Part of Hall of Ocean Life.

Milstein Family Hall of Ocean Life Educator's Guide: Activity

Cartesian Diver

In this hands-on experiment, students create a neutrally buoyant "diver" and then observe the effects of increased water pressure.

What you need:

  • wide-mouth plastic water bottle
  • tub of water
  • weights (such as small heavy nuts and bolts)
  • small balloons
  • twist tie
  • rubber band
  • medicine dropper
  • a rubber sheet (a cut-up balloon will do)
  • a tall, narrow jar such as an olive jar

What you do:

  1. Blow up a balloon just a bit so that it can fit through the mouth of the bottle later.
  2. Using the twist tie, attach weights to the balloon. (Congratulate the students ... they just constructed their divers!)
  3. Now, test the diver by floating the diver in the tub of water-adjust the air in the balloon or the weight to get it neutrally buoyant. It should be submerged in the middle of the water.
  4. Fill the water bottle with water, and add the diver.
  5. Put the cap on.
  6. Squeeze the bottle.
  7. Watch the diver sink!

What's the meaning of this?
Ask students if they can explain what makes the diver sink. Ask students: "Does the amount of air in the balloon change?"

This activity demonstrates the property of buoyancy. An object is buoyant in water due to the amount of water it displaces or "pushes aside."

When students squeeze the bottle, they increase the pressure inside the bottle. The air in the balloon is compressed and reduced in volume, the diverbecomes less buoyant and sinks. Stress that the amount of air stays the same, even though its volume has changed.

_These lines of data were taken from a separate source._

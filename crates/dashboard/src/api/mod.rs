//! Backend API boundary.
//!
//! [`BackendApi`] is the seam every controller talks through: one method per
//! endpoint, typed request records in, typed response records out. The
//! production implementation is [`HttpBackend`]; tests substitute an
//! in-memory backend.
//!
//! # Endpoints
//!
//! | Method | Endpoint |
//! |---|---|
//! | [`BackendApi::list_accounts`] | `GET admin/listAccount` |
//! | [`BackendApi::update_account`] | `PUT admin/updateAccount/{id}` |
//! | [`BackendApi::list_shops`] | `GET admin/listShops` |
//! | [`BackendApi::update_shop`] | `PUT admin/updateShop/{id}` |
//! | [`BackendApi::owner_foods`] | `GET owner/{ownerId}/foods` |
//! | [`BackendApi::update_food`] | `PUT owner/food/{id}` |
//! | [`BackendApi::owner_shop`] | `GET owner/{ownerId}/shop` |
//! | [`BackendApi::update_owner_shop`] | `PUT owner/{ownerId}/shop` |
//! | [`BackendApi::owner_revenue`] | `GET owner/{ownerId}/revenue` |
//! | [`BackendApi::order_history`] | `GET orders/history?userId=` |
//! | [`BackendApi::cancel_order`] | `POST orders/cancel/{id}` |

mod client;
mod types;

pub use client::HttpBackend;
pub use types::*;

use std::future::Future;

use mapfood_core::entity::{AccountPatch, Food, FoodPatch, Order, RevenueReport, Shop, ShopPatch};
use mapfood_core::{AccountId, FoodId, OrderId, ShopId, UserId};
use thiserror::Error;

/// Errors that can occur when talking to the backend.
#[derive(Debug, Error)]
pub enum ApiError {
    /// HTTP request failed (connection, timeout, TLS).
    #[error("HTTP error: {0}")]
    Http(#[from] reqwest::Error),

    /// Backend answered with a non-success status.
    #[error("API error: {status} - {message}")]
    Status { status: u16, message: String },

    /// Response body did not match the expected record.
    #[error(transparent)]
    Decode(#[from] DecodeError),

    /// Backend answered `success: false`.
    #[error("Rejected: {0}")]
    Rejected(String),

    /// Resource not found.
    #[error("Not found: {0}")]
    NotFound(String),

    /// Rate limited by the backend.
    #[error("Rate limited, retry after {0} seconds")]
    RateLimited(u64),

    /// Session no longer accepted by the backend.
    #[error("Unauthorized")]
    Unauthorized,
}

/// A response body that could not be decoded into its typed record.
#[derive(Debug, Error)]
#[error("failed to decode response from {endpoint}: {source}")]
pub struct DecodeError {
    /// Endpoint path the body came from.
    pub endpoint: String,
    #[source]
    pub source: serde_json::Error,
}

impl ApiError {
    /// Whether retrying the same request later could succeed.
    #[must_use]
    pub const fn is_transient(&self) -> bool {
        match self {
            Self::Http(_) | Self::RateLimited(_) => true,
            Self::Status { status, .. } => *status >= 500,
            Self::Decode(_) | Self::Rejected(_) | Self::NotFound(_) | Self::Unauthorized => false,
        }
    }
}

/// Typed access to the MapFood backend.
pub trait BackendApi: Send + Sync + 'static {
    /// One page of accounts matching `params`.
    fn list_accounts(
        &self,
        params: &ListParams,
    ) -> impl Future<Output = Result<AccountPage, ApiError>> + Send;

    /// Partial update of an account and its user profile.
    fn update_account(
        &self,
        id: &AccountId,
        patch: &AccountPatch,
    ) -> impl Future<Output = Result<(), ApiError>> + Send;

    /// One page of shops matching `params`.
    fn list_shops(&self, params: &ListParams)
    -> impl Future<Output = Result<ShopPage, ApiError>> + Send;

    /// Partial update of a shop (administrator).
    fn update_shop(
        &self,
        id: &ShopId,
        patch: &ShopPatch,
    ) -> impl Future<Output = Result<(), ApiError>> + Send;

    /// Whole menu of the shop owned by `owner`.
    fn owner_foods(&self, owner: &UserId) -> impl Future<Output = Result<Vec<Food>, ApiError>> + Send;

    /// Partial update of a menu item.
    fn update_food(
        &self,
        id: &FoodId,
        patch: &FoodPatch,
    ) -> impl Future<Output = Result<(), ApiError>> + Send;

    /// Shop owned by `owner`.
    fn owner_shop(&self, owner: &UserId) -> impl Future<Output = Result<Shop, ApiError>> + Send;

    /// Partial update of the shop owned by `owner`.
    fn update_owner_shop(
        &self,
        owner: &UserId,
        patch: &ShopPatch,
    ) -> impl Future<Output = Result<(), ApiError>> + Send;

    /// Revenue of the shop owned by `owner` for one month.
    fn owner_revenue(
        &self,
        owner: &UserId,
        period: RevenuePeriod,
    ) -> impl Future<Output = Result<RevenueReport, ApiError>> + Send;

    /// Every order placed by `user`.
    fn order_history(&self, user: &UserId) -> impl Future<Output = Result<Vec<Order>, ApiError>> + Send;

    /// Cancel an order on behalf of its customer.
    fn cancel_order(
        &self,
        id: &OrderId,
        request: &CancelOrderRequest,
    ) -> impl Future<Output = Result<(), ApiError>> + Send;
}

#[cfg(test)]
mod tests {
    use super::*;

    #[test]
    fn test_api_error_display() {
        let err = ApiError::RateLimited(60);
        assert_eq!(err.to_string(), "Rate limited, retry after 60 seconds");

        let err = ApiError::Status {
            status: 500,
            message: "boom".to_string(),
        };
        assert_eq!(err.to_string(), "API error: 500 - boom");
        assert!(err.is_transient());

        assert!(!ApiError::Rejected("no".to_string()).is_transient());
    }

    #[test]
    fn test_decode_error_names_endpoint() {
        let source = serde_json::from_str::<Vec<u32>>("{").err();
        let Some(source) = source else {
            panic!("malformed JSON must fail to parse");
        };
        let err = ApiError::from(DecodeError {
            endpoint: "orders/history".to_string(),
            source,
        });
        assert!(err.to_string().starts_with("failed to decode response from orders/history"));
        assert!(!err.is_transient());
    }
}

Fish keep themselves from either sinking or floating to the surface by using muscles to squeeze or relax a small sac (with a small air bubble inside) in their bodies. By squeezing the sac smaller, the fish will sink. By relaxing their muscles, the sac increases in size, displaces more water, and a fish will begin to rise to the surface. This same principle is used to control the buoyancy of a submarine. By pumping water in and out of tanks stored in the submarine, a submarine can be made to rise and sink.

Activity extension:

Instead of a balloon, the "Deep Sea Divers" experiment can be done with a medicine dropper.

What you do:

  1. Float the medicine dropper in the water, bulb up. Squeeze the bulb slightly and then let it go. The object is to take just enough water into the bulb so that it barely remains floating. You may have to try this several times to get it just right. Only the smallest tip of the bulb should be floating above the surface.
  2. After putting the dropper in the water-filled jar, stretch a piece of rubber or cut-up balloon over the bottle top and secure it with a rubber band so that there is a tight seal.
  3. Press down slightly on the rubber seal. Watch what happens to the medicine dropper. The dropper should sink down whenever students press down.
  4. When students release the pressure, the dropper should rise. Pressing down on the balloon should have the same effect as squeezing the bottle in the first experiment.